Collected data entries
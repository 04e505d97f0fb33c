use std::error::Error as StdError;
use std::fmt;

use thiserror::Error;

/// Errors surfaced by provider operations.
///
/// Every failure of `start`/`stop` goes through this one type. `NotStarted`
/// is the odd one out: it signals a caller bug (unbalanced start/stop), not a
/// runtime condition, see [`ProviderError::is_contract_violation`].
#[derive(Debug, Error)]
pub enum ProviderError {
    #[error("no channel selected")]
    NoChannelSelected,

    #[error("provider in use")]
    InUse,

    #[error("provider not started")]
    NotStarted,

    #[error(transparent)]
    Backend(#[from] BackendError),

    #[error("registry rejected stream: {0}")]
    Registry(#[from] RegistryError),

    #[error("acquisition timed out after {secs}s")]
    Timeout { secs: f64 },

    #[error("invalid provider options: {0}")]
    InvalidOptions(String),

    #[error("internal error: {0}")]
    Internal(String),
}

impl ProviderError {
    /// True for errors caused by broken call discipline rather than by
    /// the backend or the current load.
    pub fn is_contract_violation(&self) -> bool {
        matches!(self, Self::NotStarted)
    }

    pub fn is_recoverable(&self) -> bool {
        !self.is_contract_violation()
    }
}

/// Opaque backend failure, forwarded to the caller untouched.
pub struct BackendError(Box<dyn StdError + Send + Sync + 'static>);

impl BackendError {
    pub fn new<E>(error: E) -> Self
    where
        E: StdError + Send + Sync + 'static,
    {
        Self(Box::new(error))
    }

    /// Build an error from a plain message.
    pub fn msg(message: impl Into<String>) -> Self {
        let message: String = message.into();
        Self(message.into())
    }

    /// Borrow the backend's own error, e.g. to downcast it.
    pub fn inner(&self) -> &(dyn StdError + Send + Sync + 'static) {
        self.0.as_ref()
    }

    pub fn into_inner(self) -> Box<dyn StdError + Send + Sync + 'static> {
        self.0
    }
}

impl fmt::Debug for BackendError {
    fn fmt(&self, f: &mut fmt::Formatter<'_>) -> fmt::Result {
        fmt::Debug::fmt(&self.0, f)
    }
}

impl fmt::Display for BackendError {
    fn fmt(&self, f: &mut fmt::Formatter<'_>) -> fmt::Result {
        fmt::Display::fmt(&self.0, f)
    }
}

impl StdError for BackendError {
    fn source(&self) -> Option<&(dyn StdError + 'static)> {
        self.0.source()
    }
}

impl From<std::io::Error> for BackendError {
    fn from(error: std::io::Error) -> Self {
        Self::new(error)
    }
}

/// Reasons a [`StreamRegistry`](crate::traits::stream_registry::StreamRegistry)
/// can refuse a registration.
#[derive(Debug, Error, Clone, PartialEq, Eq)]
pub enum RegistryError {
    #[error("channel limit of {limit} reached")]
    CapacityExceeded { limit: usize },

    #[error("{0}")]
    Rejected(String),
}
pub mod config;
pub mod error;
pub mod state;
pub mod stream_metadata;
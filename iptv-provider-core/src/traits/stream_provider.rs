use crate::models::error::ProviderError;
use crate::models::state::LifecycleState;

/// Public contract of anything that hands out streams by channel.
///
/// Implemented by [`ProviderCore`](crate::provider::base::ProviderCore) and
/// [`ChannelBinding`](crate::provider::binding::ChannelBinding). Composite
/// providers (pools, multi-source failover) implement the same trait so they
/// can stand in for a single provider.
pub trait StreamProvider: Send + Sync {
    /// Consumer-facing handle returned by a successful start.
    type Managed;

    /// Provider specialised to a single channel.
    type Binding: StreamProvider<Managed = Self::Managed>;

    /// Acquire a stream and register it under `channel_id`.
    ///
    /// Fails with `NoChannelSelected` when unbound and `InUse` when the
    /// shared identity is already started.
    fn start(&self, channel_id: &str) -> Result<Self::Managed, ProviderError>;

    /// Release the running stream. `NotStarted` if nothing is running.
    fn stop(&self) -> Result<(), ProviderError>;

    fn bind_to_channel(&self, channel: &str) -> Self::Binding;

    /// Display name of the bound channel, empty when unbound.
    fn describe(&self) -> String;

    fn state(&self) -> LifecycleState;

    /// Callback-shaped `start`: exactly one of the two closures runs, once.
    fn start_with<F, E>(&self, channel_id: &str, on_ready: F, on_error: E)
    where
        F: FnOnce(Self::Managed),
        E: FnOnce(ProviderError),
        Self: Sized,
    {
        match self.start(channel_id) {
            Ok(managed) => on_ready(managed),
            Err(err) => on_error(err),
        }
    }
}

--

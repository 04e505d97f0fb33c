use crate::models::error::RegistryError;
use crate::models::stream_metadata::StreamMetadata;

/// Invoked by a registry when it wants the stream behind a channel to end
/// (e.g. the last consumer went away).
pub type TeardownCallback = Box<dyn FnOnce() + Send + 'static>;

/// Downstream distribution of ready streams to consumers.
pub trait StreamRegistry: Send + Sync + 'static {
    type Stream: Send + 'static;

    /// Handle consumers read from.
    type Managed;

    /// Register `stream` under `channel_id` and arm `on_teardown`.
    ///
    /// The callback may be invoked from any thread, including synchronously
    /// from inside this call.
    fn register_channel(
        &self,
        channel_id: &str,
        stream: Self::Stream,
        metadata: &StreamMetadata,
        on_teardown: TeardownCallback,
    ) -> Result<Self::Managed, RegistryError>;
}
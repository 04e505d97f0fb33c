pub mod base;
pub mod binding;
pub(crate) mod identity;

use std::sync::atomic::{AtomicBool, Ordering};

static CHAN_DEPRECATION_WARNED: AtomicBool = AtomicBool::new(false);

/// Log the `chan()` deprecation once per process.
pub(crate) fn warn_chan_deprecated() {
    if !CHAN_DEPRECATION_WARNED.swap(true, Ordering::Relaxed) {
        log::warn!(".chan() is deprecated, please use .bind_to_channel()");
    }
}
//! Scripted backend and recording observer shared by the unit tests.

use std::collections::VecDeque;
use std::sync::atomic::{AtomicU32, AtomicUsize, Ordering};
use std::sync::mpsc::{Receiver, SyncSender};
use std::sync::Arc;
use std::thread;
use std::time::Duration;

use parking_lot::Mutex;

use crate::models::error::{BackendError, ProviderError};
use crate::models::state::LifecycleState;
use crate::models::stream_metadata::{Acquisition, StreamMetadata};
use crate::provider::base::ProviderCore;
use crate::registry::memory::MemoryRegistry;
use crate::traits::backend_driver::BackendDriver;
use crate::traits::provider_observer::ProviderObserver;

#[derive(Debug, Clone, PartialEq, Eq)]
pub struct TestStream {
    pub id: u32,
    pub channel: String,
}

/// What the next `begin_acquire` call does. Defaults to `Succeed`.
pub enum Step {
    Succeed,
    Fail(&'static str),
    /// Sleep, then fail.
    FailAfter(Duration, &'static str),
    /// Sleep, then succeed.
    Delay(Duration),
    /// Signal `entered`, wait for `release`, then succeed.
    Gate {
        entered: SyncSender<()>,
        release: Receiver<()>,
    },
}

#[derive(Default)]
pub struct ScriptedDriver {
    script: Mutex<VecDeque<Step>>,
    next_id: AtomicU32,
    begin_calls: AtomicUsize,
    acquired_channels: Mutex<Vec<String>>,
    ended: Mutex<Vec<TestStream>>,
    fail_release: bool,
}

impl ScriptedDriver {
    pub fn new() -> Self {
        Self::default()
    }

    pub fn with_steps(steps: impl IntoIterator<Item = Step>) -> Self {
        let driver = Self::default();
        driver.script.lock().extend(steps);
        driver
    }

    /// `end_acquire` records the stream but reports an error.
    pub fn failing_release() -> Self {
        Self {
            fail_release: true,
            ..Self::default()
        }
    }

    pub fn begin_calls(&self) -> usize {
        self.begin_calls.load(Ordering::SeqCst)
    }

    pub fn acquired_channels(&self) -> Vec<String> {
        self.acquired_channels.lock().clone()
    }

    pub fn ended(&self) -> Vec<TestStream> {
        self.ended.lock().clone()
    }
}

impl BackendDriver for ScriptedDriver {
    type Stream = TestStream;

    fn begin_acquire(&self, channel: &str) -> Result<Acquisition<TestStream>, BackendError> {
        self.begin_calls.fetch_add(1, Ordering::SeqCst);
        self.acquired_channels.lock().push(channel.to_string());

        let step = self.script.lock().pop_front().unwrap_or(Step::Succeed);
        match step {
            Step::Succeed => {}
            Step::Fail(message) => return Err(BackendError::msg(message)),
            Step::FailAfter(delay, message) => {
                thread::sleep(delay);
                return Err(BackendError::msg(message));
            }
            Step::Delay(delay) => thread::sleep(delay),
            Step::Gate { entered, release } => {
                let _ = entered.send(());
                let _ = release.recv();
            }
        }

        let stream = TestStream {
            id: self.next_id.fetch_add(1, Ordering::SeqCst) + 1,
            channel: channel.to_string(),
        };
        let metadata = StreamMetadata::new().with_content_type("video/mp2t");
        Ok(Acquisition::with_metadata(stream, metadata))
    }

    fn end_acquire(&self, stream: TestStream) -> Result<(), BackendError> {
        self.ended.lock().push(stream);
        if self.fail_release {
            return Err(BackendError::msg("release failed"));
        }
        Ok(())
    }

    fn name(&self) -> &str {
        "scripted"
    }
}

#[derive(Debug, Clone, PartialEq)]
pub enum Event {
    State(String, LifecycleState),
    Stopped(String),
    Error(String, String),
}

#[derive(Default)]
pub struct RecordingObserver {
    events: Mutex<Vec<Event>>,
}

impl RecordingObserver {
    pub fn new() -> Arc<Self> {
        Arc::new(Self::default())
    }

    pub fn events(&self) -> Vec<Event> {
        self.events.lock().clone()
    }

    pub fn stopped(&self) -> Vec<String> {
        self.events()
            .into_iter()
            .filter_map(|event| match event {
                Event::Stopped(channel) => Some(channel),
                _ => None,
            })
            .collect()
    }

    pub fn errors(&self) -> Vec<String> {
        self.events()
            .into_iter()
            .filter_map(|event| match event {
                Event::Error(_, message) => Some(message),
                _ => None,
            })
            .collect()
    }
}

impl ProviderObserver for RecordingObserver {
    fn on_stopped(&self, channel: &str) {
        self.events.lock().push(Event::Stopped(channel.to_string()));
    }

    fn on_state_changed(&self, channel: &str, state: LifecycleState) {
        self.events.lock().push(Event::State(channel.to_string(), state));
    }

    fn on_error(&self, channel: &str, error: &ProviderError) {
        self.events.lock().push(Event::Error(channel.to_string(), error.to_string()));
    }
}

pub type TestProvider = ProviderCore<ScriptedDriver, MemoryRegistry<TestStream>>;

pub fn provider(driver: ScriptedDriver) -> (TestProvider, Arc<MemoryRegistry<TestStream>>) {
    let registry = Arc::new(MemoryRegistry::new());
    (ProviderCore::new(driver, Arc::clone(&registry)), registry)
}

> TASK GOAL
Send back an exact copy of only the lines from the line with "pub struct RecordingObserver" up to and including the line with "impl ProviderObserver for" in the data above.

> ANSWER BOX
pub struct RecordingObserver {
    events: Mutex<Vec<Event>>,
}

impl RecordingObserver {
    pub fn new() -> Arc<Self> {
        Arc::new(Self::default())
    }

    pub fn events(&self) -> Vec<Event> {
        self.events.lock().clone()
    }

    pub fn stopped(&self) -> Vec<String> {
        self.events()
            .into_iter()
            .filter_map(|event| match event {
                Event::Stopped(channel) => Some(channel),
                _ => None,
            })
            .collect()
    }

    pub fn errors(&self) -> Vec<String> {
        self.events()
            .into_iter()
            .filter_map(|event| match event {
                Event::Error(_, message) => Some(message),
                _ => None,
            })
            .collect()
    }
}

impl ProviderObserver for RecordingObserver {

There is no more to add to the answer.